How do I help my brother?
 
For the past 2-3 years my older brother has been addicted to opiates (mainly oxycontin and perks). He is 24 years old and has been living in the basement of my house ever since he graduated college. (He has not been able to keep a job)
Watching him continue in a downward spiral is so painful and all I want to do is find a way to help him. He continues to convince my parents to give him money by saying he owes money to people who will kill him if he doesn't pay them. He has also gone so far as to say they would kill us and we are in danger. If they tell him they won't give him money (usually he asks for $500-$700) he threatens to go out and rob people or kill himself or someone else. He has tried rehab twice and relapsed both times.
I believe he uses the money my parents give him to buy drugs. Is it possible to spend that much money daily or weekly for oxycontin? He does not usually sleep and eats very unhealthy. He has put on quite a bit of weight and his complexion is pretty bad. How do you help someone like him? How do I convince my parents to stop giving him money? I am only 21 years old and I feel hopeless, any advice will be appreciated greatly. I live at college, but my parents and my sister constantly have to deal with this at home.
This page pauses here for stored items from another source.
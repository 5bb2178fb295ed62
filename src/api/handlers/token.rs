use axum::{extract::State, response::IntoResponse, Json};
use crate::state::AppState;
use crate::api::dtos::requests::RefreshRequest;
use crate::error::AppError;
use std::sync::Arc;

pub async fn renew_access(
    State(state): State<Arc<AppState>>,
    Json(payload): Json<RefreshRequest>,
) -> Result<impl IntoResponse, AppError> {
    let access = state.token_service.create_access(&payload.refresh).await?;
    Ok(Json(serde_json::json!({"access": access})))
}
I'm desperate to help him.

JillGorges87 01-18-2012 12:15 AM

Hummingbird2, my heart goes out to you like you can't imagine!!!!! My younger brother is an addict, age 22. I am almost 25. My brothers choice of drug has always been speed, but the past year this has turned into a heroin and pill addiction as well. He had a year sober until this last summer and things got really really bad, we almost lost him. He is also HIV positive (diagnosed in 2010) and the end of this year was diagnosed HEP C positive as well.

From what it sounds like, you, your parents, and sister have been enabling his addiction. You all need to be on board the same boat if you even have a chance of pushing him toward help. The things I am going to say are going to sound very harsh, and they are. But the reality is the more you choose to give him money, let him live in your homes, and whatever else contributes to his use, is only helping to kill him. Do not let him threaten any of you by telling you that people will come to find you guys and kill you. If you really do feel threatened by that then you should contact local authorities to help guide you in the right direction to help in your safety.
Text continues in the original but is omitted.